Quickstart guide

Setting up a virtual environment

The Morfessor packages are created using the current Python packaging standards, as described on http://docs.python.org/install/. Morfessor packages are fully compatible with, and recommended to run in, virtual environments as described on http://virtualenv.org.

If you don’t want to use virtualenv, you can skip this step.

virtualenv flatcat
cd flatcat
source bin/activate

Installation instructions

Morfessor FlatCat installation packages can be obtained from the Morpho project homepage (latest stable version) or the FlatCat Github page (all versions).

Morfessor FlatCat 1.0 is installed using setuptools library for Python.

Unpack the tarball or zip file, change into the newly created directory, and then run:

python setup.py install

The setup command also installs Morfessor Baseline, which is a dependency of FlatCat.

Installation from PyPI

Morfessor FlatCat is also distributed through the Python Package Index (PyPI).
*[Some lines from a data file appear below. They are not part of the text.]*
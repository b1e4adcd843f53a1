//! # adad
//!
//! Command-line front end for adad-core.
//!
//! ## Usage
//! ```bash
//! adad 123456789
//! adad -s "، " 123456
//! adad --hide-decimal --json 3.1415 "1,234,567.89"
//! adad -- -1,000   # comma-grouped negatives go after `--`
//! ```
//!
//! ## Option Resolution
//! ```text
//! library defaults  ◄──  ADAD_* environment  ◄──  command-line flags
//!    (lowest)                                        (highest)
//! ```
//!
//! Exit codes: `0` all inputs converted, `1` at least one input was rejected,
//! `2` configuration error.

mod config;

use std::io::{self, Write};
use std::process::ExitCode;

use adad_core::{try_to_words, ConvertOptions, OptionOverrides};
use anyhow::{Context, Result};
use clap::Parser;
use serde::Serialize;
use tracing::{debug, info};
use tracing_subscriber::EnvFilter;

use crate::config::{CliConfig, ConfigError};

#[derive(Parser, Debug)]
#[command(name = "adad")]
#[command(version)]
#[command(about = "Spell numbers out in Persian words", long_about = None)]
#[command(allow_negative_numbers = true)]
struct Cli {
    /// Numbers to convert (`,` grouping and Persian digits are accepted)
    #[arg(required = true)]
    numbers: Vec<String>,

    /// Separator placed between magnitude groups
    #[arg(short, long)]
    separator: Option<String>,

    /// Drop the "منفی" prefix from negative numbers
    #[arg(long)]
    hide_negative: bool,

    /// Drop the fractional part
    #[arg(long)]
    hide_decimal: bool,

    /// Print one JSON object per input
    #[arg(long)]
    json: bool,

    /// Verbose output (debug logging on stderr)
    #[arg(short, long)]
    verbose: bool,
}

impl Cli {
    /// Flags as overrides; absent flags leave the field unset.
    fn overrides(&self) -> OptionOverrides {
        OptionOverrides {
            separator: self.separator.clone(),
            show_negative: self.hide_negative.then_some(false),
            show_decimal: self.hide_decimal.then_some(false),
        }
    }
}

/// One line of `--json` output.
#[derive(Debug, Serialize)]
struct Rendered<'a> {
    input: &'a str,
    #[serde(skip_serializing_if = "Option::is_none")]
    words: Option<String>,
    #[serde(skip_serializing_if = "Option::is_none")]
    error: Option<&'static str>,
}

fn render<'a>(input: &'a str, options: &ConvertOptions) -> Rendered<'a> {
    match try_to_words(input, options) {
        Ok(words) => Rendered {
            input,
            words: Some(words),
            error: None,
        },
        Err(err) => {
            debug!(input, error = %err, "Conversion failed");
            Rendered {
                input,
                words: None,
                error: Some(err.sentinel()),
            }
        }
    }
}

fn init_tracing(config: &CliConfig, verbose: bool) -> Result<(), ConfigError> {
    let directive = match (&config.log_filter, verbose) {
        (Some(directive), _) => directive.clone(),
        (None, true) => "debug".to_string(),
        (None, false) => "warn".to_string(),
    };
    let filter = EnvFilter::try_new(&directive).map_err(|e| ConfigError::InvalidLogFilter {
        directive: directive.clone(),
        reason: e.to_string(),
    })?;

    tracing_subscriber::fmt()
        .with_env_filter(filter)
        .with_writer(io::stderr)
        .with_target(false)
        .init();
    Ok(())
}

fn main() -> Result<ExitCode> {
    let cli = Cli::parse();

    let config = match CliConfig::load() {
        Ok(config) => config,
        Err(err) => {
            eprintln!("adad: {err}");
            return Ok(ExitCode::from(2));
        }
    };
    if let Err(err) = init_tracing(&config, cli.verbose) {
        eprintln!("adad: {err}");
        return Ok(ExitCode::from(2));
    }

    let options = config.overrides.clone().or_from(cli.overrides()).resolve();
    info!(
        separator = %options.separator,
        show_negative = options.show_negative,
        show_decimal = options.show_decimal,
        inputs = cli.numbers.len(),
        "Converting"
    );

    let stdout = io::stdout();
    let mut out = stdout.lock();
    let mut failed = false;

    for input in &cli.numbers {
        let rendered = render(input, &options);
        failed |= rendered.error.is_some();

        if cli.json {
            let line = serde_json::to_string(&rendered).context("Failed to encode JSON output")?;
            writeln!(out, "{line}").context("Failed to write to stdout")?;
        } else {
            let text = rendered.words.as_deref().or(rendered.error).unwrap_or_default();
            writeln!(out, "{text}").context("Failed to write to stdout")?;
        }
    }

    Ok(if failed {
        ExitCode::from(1)
    } else {
        ExitCode::SUCCESS
    })
}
This means that tools like pip and easy_install can automatically download and install the latest version of Morfessor.

Simply type:

pip install Morfessor-FlatCat

To install Morfessor FlatCat.

Basic workflow

This quickstart workflow assumes that your training corpus is in data/train.txt, your gold standard segmentation annotations are in data/annotations.txt, and your testing wordlist is in data/test.txt. All of these files are encoded with the encoding of your shell locale. We also assume that you wish to use Morfessor Baseline as initialization method. If you have different needs, see command-line-tools for details.

We will be using the values 100 for the perplexity threshold, 1.0 for the unannotated corpus likelihood weight (alpha), and 0.1 for the annotated corpus likelihood weight (beta). You will need to adjust these values for your data set.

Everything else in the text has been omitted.